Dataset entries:
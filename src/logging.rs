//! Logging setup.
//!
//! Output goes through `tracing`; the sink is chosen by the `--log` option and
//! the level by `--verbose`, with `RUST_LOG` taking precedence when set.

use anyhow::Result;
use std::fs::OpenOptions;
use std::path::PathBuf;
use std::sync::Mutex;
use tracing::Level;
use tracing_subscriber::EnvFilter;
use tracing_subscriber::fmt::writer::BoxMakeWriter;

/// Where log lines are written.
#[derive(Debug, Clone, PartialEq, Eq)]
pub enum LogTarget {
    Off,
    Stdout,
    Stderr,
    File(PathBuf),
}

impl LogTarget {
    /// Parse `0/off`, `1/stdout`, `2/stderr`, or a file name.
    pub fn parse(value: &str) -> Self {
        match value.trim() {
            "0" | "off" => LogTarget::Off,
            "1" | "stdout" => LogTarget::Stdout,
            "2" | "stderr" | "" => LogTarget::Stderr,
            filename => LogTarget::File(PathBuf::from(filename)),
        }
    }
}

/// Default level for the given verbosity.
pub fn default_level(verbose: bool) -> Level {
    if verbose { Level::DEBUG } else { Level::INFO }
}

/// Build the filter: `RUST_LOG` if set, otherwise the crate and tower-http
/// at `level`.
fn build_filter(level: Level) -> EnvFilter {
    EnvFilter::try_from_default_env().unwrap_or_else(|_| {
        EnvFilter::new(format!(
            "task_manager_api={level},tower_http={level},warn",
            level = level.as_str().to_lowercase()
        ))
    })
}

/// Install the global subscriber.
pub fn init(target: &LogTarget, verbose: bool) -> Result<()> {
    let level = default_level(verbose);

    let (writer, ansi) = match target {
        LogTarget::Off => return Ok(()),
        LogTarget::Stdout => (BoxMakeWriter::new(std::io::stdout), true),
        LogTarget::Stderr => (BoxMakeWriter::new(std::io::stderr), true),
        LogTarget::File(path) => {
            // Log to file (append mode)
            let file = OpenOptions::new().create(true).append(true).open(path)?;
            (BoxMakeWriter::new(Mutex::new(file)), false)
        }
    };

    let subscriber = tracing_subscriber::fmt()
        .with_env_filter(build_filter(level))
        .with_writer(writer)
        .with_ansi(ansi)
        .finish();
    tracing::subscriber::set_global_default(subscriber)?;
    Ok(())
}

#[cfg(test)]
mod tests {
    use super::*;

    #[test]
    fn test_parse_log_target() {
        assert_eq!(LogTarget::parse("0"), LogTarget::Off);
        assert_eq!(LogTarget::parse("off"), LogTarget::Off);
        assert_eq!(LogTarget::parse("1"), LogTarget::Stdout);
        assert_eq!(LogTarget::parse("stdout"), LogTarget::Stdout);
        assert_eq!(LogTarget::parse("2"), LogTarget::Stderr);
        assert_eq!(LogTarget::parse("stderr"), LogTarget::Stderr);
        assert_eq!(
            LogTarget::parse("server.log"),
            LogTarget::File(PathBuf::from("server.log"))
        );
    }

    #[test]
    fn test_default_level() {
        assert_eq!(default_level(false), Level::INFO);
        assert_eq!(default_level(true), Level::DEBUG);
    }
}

---

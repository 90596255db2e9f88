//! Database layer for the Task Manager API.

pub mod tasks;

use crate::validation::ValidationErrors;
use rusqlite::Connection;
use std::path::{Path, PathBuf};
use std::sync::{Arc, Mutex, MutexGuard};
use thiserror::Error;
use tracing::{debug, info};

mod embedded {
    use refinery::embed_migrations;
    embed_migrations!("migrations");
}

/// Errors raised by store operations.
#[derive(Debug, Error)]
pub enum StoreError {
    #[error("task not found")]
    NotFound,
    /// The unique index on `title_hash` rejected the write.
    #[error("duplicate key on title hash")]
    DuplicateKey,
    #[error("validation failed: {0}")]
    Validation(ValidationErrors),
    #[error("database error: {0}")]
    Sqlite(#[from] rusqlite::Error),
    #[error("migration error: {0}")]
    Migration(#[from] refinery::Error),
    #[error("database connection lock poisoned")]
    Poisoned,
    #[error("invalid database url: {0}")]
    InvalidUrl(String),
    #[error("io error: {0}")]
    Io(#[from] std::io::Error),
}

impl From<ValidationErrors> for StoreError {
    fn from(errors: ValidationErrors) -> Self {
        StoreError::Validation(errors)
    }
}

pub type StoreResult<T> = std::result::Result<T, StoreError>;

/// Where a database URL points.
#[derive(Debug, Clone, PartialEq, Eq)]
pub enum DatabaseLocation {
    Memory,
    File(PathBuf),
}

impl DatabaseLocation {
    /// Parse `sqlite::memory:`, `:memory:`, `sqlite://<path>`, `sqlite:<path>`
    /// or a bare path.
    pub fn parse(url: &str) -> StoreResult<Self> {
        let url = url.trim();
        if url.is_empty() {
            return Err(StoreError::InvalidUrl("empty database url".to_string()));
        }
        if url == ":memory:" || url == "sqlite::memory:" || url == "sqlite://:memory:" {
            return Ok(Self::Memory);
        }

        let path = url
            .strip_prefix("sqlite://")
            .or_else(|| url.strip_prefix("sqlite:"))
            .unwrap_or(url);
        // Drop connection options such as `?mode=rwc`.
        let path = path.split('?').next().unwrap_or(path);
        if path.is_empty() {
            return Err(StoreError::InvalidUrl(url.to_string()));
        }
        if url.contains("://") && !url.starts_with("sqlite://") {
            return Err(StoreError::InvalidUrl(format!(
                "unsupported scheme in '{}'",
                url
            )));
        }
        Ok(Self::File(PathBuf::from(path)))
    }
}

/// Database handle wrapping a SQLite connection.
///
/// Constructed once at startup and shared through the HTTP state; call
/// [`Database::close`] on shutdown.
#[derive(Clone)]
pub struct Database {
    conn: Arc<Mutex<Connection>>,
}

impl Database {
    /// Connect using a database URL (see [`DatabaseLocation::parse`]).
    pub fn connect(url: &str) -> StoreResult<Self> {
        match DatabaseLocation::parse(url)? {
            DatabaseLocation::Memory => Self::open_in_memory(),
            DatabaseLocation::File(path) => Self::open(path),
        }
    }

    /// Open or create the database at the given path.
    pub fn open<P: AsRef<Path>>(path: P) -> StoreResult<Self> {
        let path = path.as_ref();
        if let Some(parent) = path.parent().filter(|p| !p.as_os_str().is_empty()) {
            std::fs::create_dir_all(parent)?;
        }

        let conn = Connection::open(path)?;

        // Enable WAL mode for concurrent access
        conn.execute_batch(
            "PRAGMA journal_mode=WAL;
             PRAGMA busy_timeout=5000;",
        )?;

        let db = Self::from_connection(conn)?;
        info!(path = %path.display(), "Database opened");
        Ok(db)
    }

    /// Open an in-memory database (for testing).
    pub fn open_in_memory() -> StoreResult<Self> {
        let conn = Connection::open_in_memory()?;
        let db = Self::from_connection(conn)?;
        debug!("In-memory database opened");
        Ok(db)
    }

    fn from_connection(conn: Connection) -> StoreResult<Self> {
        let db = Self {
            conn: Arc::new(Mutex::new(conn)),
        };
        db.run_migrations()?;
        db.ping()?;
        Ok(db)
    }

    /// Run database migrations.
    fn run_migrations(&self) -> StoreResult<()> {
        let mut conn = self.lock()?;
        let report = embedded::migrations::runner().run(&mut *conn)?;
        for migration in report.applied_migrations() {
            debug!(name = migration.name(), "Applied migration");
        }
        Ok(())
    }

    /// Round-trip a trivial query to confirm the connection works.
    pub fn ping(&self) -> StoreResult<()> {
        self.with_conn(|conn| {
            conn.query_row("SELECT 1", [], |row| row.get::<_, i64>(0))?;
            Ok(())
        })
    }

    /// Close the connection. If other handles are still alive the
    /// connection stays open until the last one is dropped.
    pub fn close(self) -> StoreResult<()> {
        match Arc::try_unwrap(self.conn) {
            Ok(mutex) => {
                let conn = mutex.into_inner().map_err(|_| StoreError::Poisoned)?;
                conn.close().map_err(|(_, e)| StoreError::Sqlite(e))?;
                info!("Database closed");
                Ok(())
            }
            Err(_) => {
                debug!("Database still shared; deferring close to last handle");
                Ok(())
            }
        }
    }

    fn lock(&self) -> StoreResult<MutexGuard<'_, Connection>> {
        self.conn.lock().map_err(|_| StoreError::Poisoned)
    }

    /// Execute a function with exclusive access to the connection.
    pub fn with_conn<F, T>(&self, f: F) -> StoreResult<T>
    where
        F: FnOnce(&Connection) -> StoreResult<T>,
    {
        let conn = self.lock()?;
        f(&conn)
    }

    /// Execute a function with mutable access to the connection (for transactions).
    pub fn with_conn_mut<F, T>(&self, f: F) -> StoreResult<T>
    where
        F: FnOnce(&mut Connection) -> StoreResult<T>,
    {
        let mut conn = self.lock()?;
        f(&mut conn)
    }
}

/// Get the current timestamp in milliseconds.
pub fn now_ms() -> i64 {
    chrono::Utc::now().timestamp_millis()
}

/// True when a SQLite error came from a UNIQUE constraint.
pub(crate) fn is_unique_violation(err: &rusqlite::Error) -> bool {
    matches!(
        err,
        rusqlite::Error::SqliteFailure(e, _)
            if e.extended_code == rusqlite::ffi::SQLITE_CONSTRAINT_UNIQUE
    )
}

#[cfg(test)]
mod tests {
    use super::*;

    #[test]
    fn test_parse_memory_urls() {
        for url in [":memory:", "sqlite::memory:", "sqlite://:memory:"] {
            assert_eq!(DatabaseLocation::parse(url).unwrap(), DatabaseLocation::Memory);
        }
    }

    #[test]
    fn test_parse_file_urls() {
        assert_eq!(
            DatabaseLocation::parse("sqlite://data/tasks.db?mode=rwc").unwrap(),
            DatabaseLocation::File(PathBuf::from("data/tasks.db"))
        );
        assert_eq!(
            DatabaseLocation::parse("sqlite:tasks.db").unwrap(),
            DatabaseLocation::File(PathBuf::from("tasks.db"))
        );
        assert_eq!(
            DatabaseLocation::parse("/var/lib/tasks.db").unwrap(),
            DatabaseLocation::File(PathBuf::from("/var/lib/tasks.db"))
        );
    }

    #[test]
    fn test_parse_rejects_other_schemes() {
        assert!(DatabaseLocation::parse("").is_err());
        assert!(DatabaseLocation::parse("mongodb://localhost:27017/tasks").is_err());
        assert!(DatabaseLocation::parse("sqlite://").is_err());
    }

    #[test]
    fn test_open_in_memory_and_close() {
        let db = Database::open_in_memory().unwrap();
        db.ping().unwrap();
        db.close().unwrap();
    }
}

» **TASK GOAL**: Copy the entries above exactly, but only from the line holding "connection (for transactions)." through the line holding "a UNIQUE constraint.", both included.

» **RESPONSE BOX**:
    /// Execute a function with mutable access to the connection (for transactions).
    pub fn with_conn_mut<F, T>(&self, f: F) -> StoreResult<T>
    where
        F: FnOnce(&mut Connection) -> StoreResult<T>,
    {
        let mut conn = self.lock()?;
        f(&mut conn)
    }
}

/// Get the current timestamp in milliseconds.
pub fn now_ms() -> i64 {
    chrono::Utc::now().timestamp_millis()
}

/// True when a SQLite error came from a UNIQUE constraint.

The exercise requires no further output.